» Work required
Tally every line of the listing where the string "serde" is found, and state the total alone.
"""
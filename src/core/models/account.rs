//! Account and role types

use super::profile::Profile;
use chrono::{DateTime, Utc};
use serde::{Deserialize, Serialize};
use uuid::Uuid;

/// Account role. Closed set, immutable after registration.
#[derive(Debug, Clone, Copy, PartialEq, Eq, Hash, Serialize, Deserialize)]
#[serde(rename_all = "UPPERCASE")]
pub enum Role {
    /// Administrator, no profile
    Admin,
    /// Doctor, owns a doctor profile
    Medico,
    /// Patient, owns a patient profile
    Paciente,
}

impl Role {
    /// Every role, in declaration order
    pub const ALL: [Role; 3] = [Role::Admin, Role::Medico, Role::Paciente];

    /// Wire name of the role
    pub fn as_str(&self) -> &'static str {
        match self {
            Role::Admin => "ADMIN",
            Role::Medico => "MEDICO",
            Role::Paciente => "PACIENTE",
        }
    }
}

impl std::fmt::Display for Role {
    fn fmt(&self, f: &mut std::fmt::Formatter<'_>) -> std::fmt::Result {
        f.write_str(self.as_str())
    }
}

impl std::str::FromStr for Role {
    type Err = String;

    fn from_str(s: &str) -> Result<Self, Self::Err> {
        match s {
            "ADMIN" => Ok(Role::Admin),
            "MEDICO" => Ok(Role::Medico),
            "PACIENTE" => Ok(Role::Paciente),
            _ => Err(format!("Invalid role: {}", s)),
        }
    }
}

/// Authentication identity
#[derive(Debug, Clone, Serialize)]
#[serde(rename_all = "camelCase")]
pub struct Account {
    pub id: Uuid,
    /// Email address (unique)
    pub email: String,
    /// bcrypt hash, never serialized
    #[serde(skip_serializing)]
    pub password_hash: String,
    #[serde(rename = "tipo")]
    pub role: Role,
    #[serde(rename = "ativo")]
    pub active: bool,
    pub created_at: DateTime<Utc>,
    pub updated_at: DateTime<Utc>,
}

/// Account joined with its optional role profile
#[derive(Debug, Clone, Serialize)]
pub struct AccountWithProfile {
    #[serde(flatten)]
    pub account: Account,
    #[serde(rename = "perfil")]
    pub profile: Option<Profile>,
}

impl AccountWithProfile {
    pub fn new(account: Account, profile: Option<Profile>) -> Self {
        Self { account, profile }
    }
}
"""
» Written answer
8